[Saved entries]

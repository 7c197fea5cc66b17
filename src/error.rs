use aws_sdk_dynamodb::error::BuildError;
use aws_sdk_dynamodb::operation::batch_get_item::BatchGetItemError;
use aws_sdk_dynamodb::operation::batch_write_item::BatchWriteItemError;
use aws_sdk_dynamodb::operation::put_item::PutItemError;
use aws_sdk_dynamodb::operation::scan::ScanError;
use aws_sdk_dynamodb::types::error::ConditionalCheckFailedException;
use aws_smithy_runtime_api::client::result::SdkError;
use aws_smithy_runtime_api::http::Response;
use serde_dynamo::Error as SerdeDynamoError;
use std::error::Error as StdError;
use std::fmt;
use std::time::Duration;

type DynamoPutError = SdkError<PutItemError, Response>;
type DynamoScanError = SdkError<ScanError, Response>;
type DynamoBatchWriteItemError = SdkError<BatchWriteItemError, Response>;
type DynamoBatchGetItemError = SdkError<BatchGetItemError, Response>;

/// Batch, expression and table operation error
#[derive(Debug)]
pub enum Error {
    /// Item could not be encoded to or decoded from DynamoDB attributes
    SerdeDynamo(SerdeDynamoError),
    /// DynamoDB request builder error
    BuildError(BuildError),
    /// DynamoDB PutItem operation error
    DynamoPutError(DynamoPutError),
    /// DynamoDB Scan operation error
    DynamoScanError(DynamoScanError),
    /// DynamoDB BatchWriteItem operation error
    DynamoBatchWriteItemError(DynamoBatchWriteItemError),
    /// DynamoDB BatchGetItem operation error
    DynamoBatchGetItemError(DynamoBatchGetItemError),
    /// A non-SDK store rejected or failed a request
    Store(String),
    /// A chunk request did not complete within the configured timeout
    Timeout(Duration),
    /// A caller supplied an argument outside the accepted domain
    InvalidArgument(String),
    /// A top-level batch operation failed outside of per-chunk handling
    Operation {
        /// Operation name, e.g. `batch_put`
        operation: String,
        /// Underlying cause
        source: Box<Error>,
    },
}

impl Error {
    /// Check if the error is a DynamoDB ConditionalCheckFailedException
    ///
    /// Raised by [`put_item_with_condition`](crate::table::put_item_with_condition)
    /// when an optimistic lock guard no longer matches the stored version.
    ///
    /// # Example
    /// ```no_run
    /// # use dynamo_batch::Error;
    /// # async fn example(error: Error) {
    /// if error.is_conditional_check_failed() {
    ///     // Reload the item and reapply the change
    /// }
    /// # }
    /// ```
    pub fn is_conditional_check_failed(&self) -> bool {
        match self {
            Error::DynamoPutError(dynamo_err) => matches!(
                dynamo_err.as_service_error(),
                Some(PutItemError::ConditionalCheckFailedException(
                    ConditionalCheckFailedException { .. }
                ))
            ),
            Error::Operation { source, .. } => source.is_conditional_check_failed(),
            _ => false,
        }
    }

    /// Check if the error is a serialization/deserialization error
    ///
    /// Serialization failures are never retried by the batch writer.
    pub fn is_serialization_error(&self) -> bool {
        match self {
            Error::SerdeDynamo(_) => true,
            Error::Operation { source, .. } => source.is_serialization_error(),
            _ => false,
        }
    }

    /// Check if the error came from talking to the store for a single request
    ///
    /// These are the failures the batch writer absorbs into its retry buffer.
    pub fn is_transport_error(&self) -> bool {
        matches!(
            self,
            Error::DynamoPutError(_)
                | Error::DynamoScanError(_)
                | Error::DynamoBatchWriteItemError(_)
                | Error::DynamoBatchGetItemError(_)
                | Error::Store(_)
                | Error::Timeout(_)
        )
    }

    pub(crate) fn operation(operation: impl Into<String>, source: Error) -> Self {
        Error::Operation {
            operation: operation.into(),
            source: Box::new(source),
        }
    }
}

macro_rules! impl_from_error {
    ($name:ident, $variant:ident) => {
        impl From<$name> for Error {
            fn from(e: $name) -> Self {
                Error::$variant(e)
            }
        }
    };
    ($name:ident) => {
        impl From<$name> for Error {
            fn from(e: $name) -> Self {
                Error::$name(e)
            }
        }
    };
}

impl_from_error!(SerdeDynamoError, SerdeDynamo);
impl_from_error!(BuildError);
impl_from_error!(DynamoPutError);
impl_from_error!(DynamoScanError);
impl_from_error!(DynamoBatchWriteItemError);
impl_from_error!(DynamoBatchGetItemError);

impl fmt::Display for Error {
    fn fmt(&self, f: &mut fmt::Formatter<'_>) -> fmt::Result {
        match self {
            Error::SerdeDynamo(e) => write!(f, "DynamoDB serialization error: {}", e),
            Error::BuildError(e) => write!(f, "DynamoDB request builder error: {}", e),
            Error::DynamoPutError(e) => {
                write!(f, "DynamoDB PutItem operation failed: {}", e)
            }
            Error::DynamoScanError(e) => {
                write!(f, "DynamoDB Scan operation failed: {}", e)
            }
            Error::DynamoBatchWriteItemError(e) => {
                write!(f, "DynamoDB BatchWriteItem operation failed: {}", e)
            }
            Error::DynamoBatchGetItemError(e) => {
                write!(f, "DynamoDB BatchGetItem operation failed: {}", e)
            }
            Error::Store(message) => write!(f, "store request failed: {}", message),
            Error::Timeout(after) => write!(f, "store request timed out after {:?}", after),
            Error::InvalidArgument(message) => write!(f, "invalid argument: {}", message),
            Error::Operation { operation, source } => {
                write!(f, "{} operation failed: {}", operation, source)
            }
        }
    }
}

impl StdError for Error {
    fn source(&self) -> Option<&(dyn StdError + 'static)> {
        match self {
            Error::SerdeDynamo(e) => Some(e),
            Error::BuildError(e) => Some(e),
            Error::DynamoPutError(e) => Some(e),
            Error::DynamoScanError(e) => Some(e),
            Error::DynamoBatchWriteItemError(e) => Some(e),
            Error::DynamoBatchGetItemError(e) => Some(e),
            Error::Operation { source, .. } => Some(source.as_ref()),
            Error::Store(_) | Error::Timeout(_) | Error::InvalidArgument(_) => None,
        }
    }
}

--

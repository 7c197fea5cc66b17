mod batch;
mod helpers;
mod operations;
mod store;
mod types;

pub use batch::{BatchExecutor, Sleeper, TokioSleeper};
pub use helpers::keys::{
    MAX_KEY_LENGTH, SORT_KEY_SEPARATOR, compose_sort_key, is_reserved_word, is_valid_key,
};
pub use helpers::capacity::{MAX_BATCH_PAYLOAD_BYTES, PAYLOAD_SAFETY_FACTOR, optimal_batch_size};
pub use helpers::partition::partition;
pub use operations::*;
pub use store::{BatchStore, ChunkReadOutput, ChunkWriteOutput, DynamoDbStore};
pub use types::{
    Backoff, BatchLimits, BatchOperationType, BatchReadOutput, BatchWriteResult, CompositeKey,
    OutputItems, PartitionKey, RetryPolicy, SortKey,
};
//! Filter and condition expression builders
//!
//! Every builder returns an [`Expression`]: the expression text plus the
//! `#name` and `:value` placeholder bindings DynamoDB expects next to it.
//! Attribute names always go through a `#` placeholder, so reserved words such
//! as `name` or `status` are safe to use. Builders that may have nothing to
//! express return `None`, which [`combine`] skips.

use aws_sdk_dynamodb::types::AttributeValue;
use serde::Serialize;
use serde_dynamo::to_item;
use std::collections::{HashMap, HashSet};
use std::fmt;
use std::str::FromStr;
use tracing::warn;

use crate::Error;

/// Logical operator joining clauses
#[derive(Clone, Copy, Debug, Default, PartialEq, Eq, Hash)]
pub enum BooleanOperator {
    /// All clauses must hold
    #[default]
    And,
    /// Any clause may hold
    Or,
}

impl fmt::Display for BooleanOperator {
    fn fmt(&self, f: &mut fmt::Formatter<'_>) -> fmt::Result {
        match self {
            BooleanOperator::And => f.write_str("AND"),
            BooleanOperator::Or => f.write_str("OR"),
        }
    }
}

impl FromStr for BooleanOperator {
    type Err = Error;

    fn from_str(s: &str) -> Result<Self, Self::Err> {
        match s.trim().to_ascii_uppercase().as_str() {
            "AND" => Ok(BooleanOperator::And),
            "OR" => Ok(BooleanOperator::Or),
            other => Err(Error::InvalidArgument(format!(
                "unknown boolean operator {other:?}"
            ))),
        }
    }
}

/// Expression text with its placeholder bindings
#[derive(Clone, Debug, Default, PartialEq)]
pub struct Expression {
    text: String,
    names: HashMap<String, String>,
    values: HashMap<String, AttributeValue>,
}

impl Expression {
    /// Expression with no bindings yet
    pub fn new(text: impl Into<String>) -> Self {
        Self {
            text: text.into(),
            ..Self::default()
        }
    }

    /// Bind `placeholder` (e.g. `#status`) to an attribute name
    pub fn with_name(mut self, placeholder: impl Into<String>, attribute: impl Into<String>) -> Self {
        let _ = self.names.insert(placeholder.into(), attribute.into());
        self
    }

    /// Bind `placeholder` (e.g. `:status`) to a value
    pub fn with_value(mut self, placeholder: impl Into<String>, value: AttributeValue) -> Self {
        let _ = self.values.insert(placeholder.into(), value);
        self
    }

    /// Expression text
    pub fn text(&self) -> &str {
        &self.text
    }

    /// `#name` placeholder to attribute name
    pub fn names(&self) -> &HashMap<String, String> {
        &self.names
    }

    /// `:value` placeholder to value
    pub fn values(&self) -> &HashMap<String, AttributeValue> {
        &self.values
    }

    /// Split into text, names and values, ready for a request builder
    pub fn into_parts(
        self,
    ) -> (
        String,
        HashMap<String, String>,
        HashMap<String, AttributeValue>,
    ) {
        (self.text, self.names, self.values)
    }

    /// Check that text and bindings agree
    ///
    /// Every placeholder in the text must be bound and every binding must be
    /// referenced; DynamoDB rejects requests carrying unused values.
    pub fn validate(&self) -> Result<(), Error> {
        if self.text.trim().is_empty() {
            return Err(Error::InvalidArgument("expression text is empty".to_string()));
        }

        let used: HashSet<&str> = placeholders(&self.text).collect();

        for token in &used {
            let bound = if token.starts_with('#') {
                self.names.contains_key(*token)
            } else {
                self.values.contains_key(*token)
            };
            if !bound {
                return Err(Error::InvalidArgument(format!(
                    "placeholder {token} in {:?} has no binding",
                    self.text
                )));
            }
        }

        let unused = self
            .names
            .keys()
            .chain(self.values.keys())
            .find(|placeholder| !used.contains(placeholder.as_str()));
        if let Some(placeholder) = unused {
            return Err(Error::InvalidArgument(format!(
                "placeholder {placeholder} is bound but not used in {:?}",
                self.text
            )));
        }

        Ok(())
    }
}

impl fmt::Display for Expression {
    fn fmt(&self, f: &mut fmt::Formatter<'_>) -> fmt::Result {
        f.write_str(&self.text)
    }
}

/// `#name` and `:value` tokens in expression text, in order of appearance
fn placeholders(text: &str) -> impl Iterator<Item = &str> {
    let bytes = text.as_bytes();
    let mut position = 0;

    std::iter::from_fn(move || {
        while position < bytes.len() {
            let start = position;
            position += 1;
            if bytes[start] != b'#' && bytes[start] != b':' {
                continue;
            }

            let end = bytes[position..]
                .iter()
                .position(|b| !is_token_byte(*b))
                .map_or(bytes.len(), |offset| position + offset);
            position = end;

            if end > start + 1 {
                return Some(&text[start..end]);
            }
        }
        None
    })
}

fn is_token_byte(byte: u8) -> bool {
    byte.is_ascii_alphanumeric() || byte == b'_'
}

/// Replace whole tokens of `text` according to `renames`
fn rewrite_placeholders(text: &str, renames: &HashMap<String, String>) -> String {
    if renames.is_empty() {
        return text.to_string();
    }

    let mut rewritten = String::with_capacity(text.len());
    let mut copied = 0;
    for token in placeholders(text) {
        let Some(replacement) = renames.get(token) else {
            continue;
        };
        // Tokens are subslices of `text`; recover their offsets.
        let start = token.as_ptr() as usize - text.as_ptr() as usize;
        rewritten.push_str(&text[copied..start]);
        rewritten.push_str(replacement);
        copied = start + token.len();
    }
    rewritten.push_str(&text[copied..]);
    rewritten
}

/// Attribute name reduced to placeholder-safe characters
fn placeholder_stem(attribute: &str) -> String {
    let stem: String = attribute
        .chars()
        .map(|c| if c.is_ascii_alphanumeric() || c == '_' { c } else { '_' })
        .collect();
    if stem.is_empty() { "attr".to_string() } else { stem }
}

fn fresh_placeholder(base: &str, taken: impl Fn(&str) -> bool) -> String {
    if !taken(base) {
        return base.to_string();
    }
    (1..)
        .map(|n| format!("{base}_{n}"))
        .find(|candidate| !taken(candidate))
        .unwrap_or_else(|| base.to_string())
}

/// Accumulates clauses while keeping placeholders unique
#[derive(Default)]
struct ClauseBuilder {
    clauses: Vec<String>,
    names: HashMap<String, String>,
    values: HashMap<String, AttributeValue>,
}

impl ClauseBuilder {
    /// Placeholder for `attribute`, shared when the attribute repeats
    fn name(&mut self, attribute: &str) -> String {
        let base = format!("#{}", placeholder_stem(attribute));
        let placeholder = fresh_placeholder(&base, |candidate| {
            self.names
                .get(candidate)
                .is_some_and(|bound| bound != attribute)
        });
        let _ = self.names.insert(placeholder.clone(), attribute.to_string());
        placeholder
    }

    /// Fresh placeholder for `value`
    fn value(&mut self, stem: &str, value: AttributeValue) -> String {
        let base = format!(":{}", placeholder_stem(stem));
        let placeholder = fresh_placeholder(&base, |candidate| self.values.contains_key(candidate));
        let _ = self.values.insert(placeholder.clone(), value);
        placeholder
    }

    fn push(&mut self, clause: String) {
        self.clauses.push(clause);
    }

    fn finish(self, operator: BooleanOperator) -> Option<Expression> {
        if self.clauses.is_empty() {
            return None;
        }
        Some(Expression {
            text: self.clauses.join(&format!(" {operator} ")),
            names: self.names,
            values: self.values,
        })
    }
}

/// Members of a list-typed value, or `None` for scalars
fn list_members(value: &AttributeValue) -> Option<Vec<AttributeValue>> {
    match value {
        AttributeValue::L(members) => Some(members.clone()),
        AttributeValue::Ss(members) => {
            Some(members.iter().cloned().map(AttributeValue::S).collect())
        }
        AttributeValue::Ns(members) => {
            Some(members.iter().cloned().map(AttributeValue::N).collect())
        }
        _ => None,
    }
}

Aim of the task - Going through the entries above, show each line that contains "ClauseBuilder".

Answer section -
struct ClauseBuilder {
impl ClauseBuilder {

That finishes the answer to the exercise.